[Data items]

***

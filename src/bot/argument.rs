//! Command argument parsing.

use thiserror::Error;

/// Errors for missing or malformed command arguments
#[derive(Error, Debug, Clone, PartialEq, Eq)]
pub enum ArgumentError {
    /// The argument was not given at all
    #[error("Missing argument '{0}'")]
    Missing(&'static str),
    /// The argument could not be interpreted
    #[error("Invalid value '{value}' for '{name}': {reason}")]
    Invalid {
        /// Argument name
        name: &'static str,
        /// Value as given
        value: String,
        /// What is wrong with it
        reason: &'static str,
    },
}

/// A user given as `@username` or numeric id
#[derive(Debug, Clone, PartialEq, Eq)]
pub enum UserReference {
    /// Telegram user id
    Id(i64),
    /// Username without the leading `@`
    Username(String),
}

/// Parses a probability in `[0, 1]`
///
/// # Errors
///
/// Returns an error if `raw` is empty, not a number or out of range.
pub fn parse_probability(raw: &str) -> Result<f64, ArgumentError> {
    const NAME: &str = "probability";
    let raw = raw.trim();
    if raw.is_empty() {
        return Err(ArgumentError::Missing(NAME));
    }
    let value = raw.parse::<f64>().map_err(|_| ArgumentError::Invalid {
        name: NAME,
        value: raw.to_string(),
        reason: "not a number",
    })?;
    if !(0.0..=1.0).contains(&value) {
        return Err(ArgumentError::Invalid {
            name: NAME,
            value: raw.to_string(),
            reason: "must be between 0 and 1",
        });
    }
    Ok(value)
}

/// Parses `on` or `off`, returning the normalized value
///
/// # Errors
///
/// Returns an error for anything but `on` or `off`.
pub fn parse_switch(raw: &str) -> Result<&'static str, ArgumentError> {
    const NAME: &str = "state";
    match raw.trim().to_lowercase().as_str() {
        "" => Err(ArgumentError::Missing(NAME)),
        "on" => Ok("on"),
        "off" => Ok("off"),
        _ => Err(ArgumentError::Invalid {
            name: NAME,
            value: raw.trim().to_string(),
            reason: "expected 'on' or 'off'",
        }),
    }
}

/// Parses a user reference
///
/// # Errors
///
/// Returns an error if `raw` is neither an id nor a valid username.
pub fn parse_user_reference(raw: &str) -> Result<UserReference, ArgumentError> {
    const NAME: &str = "user";
    let raw = raw.trim();
    if raw.is_empty() {
        return Err(ArgumentError::Missing(NAME));
    }
    if let Ok(id) = raw.parse::<i64>() {
        return Ok(UserReference::Id(id));
    }

    let username = raw.strip_prefix('@').unwrap_or(raw);
    let valid = (3..=32).contains(&username.len())
        && username
            .chars()
            .all(|c| c.is_ascii_alphanumeric() || c == '_');
    if valid {
        Ok(UserReference::Username(username.to_string()))
    } else {
        Err(ArgumentError::Invalid {
            name: NAME,
            value: raw.to_string(),
            reason: "expected @username or a numeric id",
        })
    }
}

/// Error text followed by a usage line
#[must_use]
pub fn usage_message(error: &ArgumentError, usage: &str) -> String {
    format!("{error}\nUsage: {usage}")
}

#[cfg(test)]
mod tests {
    use super::*;

    #[test]
    fn test_parse_probability() {
        assert_eq!(parse_probability("0.13"), Ok(0.13));
        assert_eq!(parse_probability(" 1 "), Ok(1.0));
        assert_eq!(parse_probability(""), Err(ArgumentError::Missing("probability")));
        assert!(parse_probability("1.5").is_err());
        assert!(parse_probability("-0.1").is_err());
        assert!(parse_probability("NaN").is_err());
        assert!(parse_probability("viel").is_err());
    }

    #[test]
    fn test_parse_switch() {
        assert_eq!(parse_switch("ON"), Ok("on"));
        assert_eq!(parse_switch("off"), Ok("off"));
        assert_eq!(parse_switch(" "), Err(ArgumentError::Missing("state")));
        assert!(parse_switch("maybe").is_err());
    }

    #[test]
    fn test_parse_user_reference() {
        assert_eq!(parse_user_reference("12345"), Ok(UserReference::Id(12345)));
        assert_eq!(
            parse_user_reference("@markus_r"),
            Ok(UserReference::Username("markus_r".to_string()))
        );
        assert_eq!(
            parse_user_reference("markus_r"),
            Ok(UserReference::Username("markus_r".to_string()))
        );
        assert!(parse_user_reference("@a").is_err());
        assert!(parse_user_reference("not a user").is_err());
    }

    #[test]
    fn test_usage_message() {
        let error = ArgumentError::Missing("state");
        assert_eq!(
            usage_message(&error, "/set_antispam on|off"),
            "Missing argument 'state'\nUsage: /set_antispam on|off"
        );
    }
}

***

**Exercise directions:**
Among the lines above, find those holding "static" and copy each one.

**Finished exercise:**
    Missing(&'static str),
        name: &'static str,
        reason: &'static str,
pub fn parse_switch(raw: &str) -> Result<&'static str, ArgumentError> {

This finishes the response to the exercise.